The fourth category is acute:

Refers to some absolutely empty friends. It should be said that there will be many friends of this type at present, and some of them will look at the stock market with a joking attitude, hoping that the worse the stock market falls, the better; This is absolutely immoral. The other is still full of confidence in the stock market, always holding heavily, waiting for the bottom. This is the real warrior. Yes, risks fall out, opportunities rise out, the more the market falls, the greater the opportunities in the future, but we need to wait until we can seal our throats! This is indeed good luck for everyone to short, which deserves congratulations, but if short selling becomes numbness, timidity and even fear, it is not worth advocating. In China stock market, anything can happen. Every plunge is a redistribution of wealth. If you are short, you actually have the priority of wealth redistribution.
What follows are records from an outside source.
fn arithmetic_op(op: AstBinaryOp, ty: SourceType) -> CodegenResult<BinOp> {
    let op = match (ty, op) {
        (SourceType::Int32, AstBinaryOp::Add) => BinOp::Add,
        (SourceType::Int32, AstBinaryOp::Subtract) => BinOp::Sub,
        (SourceType::Int32, AstBinaryOp::Multiply) => BinOp::Mul,
        (SourceType::Int32, AstBinaryOp::Divide) => BinOp::SDiv,
        (SourceType::Int32, AstBinaryOp::Modulo) => BinOp::SRem,
        (SourceType::Float64, AstBinaryOp::Add) => BinOp::FAdd,
        (SourceType::Float64, AstBinaryOp::Subtract) => BinOp::FSub,
        (SourceType::Float64, AstBinaryOp::Multiply) => BinOp::FMul,
        (SourceType::Float64, AstBinaryOp::Divide) => BinOp::FDiv,
        (SourceType::Float64, AstBinaryOp::Modulo) => BinOp::FRem,
        _ => {
            return Err(CodegenError::InvalidOperand(format!(
                "'{}' is not arithmetic on {}",
                op.symbol(),
                ty
            )))
        }
    };
    Ok(op)
}

fn int_predicate(op: AstBinaryOp) -> CodegenResult<IntPredicate> {
    match op {
        AstBinaryOp::Equal => Ok(IntPredicate::Eq),
        AstBinaryOp::NotEqual => Ok(IntPredicate::Ne),
        AstBinaryOp::Less => Ok(IntPredicate::Slt),
        AstBinaryOp::LessEqual => Ok(IntPredicate::Sle),
        AstBinaryOp::Greater => Ok(IntPredicate::Sgt),
        AstBinaryOp::GreaterEqual => Ok(IntPredicate::Sge),
        other => Err(not_a_comparison(other)),
    }
}

fn float_predicate(op: AstBinaryOp) -> CodegenResult<FloatPredicate> {
    match op {
        AstBinaryOp::Equal => Ok(FloatPredicate::Ueq),
        AstBinaryOp::NotEqual => Ok(FloatPredicate::Une),
        AstBinaryOp::Less => Ok(FloatPredicate::Ult),
        AstBinaryOp::LessEqual => Ok(FloatPredicate::Ule),
        AstBinaryOp::Greater => Ok(FloatPredicate::Ugt),
        AstBinaryOp::GreaterEqual => Ok(FloatPredicate::Uge),
        other => Err(not_a_comparison(other)),
    }
}

fn not_a_comparison(op: AstBinaryOp) -> CodegenError {
    CodegenError::InvalidOperand(format!("'{}' is not a comparison", op.symbol()))
}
What's next depends on your wisdom?

In the face of the continuous decline of stock price, we need to think about the problem from two angles.

1. What caused the stock price to keep falling?
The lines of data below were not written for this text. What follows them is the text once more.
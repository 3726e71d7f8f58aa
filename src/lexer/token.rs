#[derive(Debug, Clone, PartialEq)]
pub enum TokenKind {
    LeftParen,
    RightParen,
    LeftBracket,
    RightBracket,
    Comma,
    Plus,
    Minus,
    Star,
    Slash,
    Percent,
    Equal,
    EqualEqual,
    LessGreater,
    Greater,
    GreaterEqual,
    Less,
    LessEqual,
    Newline,
    Identifier(String),
    Int(i64),
    Double(f64),
    String(String),
    IntType,
    DoubleType,
    Input,
    Output,
    If,
    Then,
    Else,
    EndIf,
    While,
    Do,
    EndWhile,
    For,
    To,
    Next,
    Subroutine,
    EndSubroutine,
    Return,
    Eof,
}

impl TokenKind {
    pub fn keyword(word: &str) -> Option<Self> {
        let kind = match word {
            "INT" => TokenKind::IntType,
            "DOUBLE" => TokenKind::DoubleType,
            "INPUT" => TokenKind::Input,
            "OUTPUT" => TokenKind::Output,
            "IF" => TokenKind::If,
            "THEN" => TokenKind::Then,
            "ELSE" => TokenKind::Else,
            "ENDIF" => TokenKind::EndIf,
            "WHILE" => TokenKind::While,
            "DO" => TokenKind::Do,
            "ENDWHILE" => TokenKind::EndWhile,
            "FOR" => TokenKind::For,
            "TO" => TokenKind::To,
            "NEXT" => TokenKind::Next,
            "SUBROUTINE" => TokenKind::Subroutine,
            "ENDSUBROUTINE" => TokenKind::EndSubroutine,
            "RETURN" => TokenKind::Return,
            _ => return None,
        };
        Some(kind)
    }

    /// True when both kinds are the same variant, ignoring literal payloads.
    pub fn same_kind(&self, other: &TokenKind) -> bool {
        std::mem::discriminant(self) == std::mem::discriminant(other)
    }
}

#[derive(Debug, Clone, PartialEq)]
pub struct Token {
    pub kind: TokenKind,
    pub lexeme: String,
    pub line: usize,
    pub column: usize,
}

impl Token {
    pub fn new(kind: TokenKind, lexeme: String, line: usize, column: usize) -> Self {
        Self {
            kind,
            lexeme,
            line,
            column,
        }
    }

    /// Text used when a token shows up in a diagnostic.
    pub fn describe(&self) -> String {
        match self.kind {
            TokenKind::Eof => "end of input".to_string(),
            TokenKind::Newline => "line break".to_string(),
            _ => format!("'{}'", self.lexeme),
        }
    }
}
Second, how to deal with the stock price decline?

Let's start with the first question.

The stock price decline is not terrible, but the continuous decline without knowing the reason is terrible.

The common reasons for the stock price decline are nothing more than the following.

1, the valuation is too expensive, and the market value cannot support the stock price;

2. The business situation of the enterprise has deteriorated;

3. Encounter unpredictable risk of black swan;

4. Significant changes have taken place in the development prospects of the industry (policy and technological progress);

5. Short-term performance is not up to expectations;

6. Shareholder reduction behavior and personnel changes;

7. Environmental changes in the investment market;

Who is the main cause and who is the accomplice? We take Dahua Co., Ltd. as a case and analyze them one by one.

1, is it the reason for overvaluation?

Whether the valuation is expensive or not depends on the development space of the industry, the growth speed and texture of the enterprise and the relative valuation of the industry.

This point does not need to be discussed in depth, and everyone in the research industry and company has his own opinion.

According to Dahua's share price, both dynamic and static are less than 20PE.

Dahua is neither a tracking stock nor a highly valued stock. The logic of a sudden collapse in valuation is untenable.

What are the coping strategies for the stock price crash?

★ What about stocks with a loss in P/E ratio?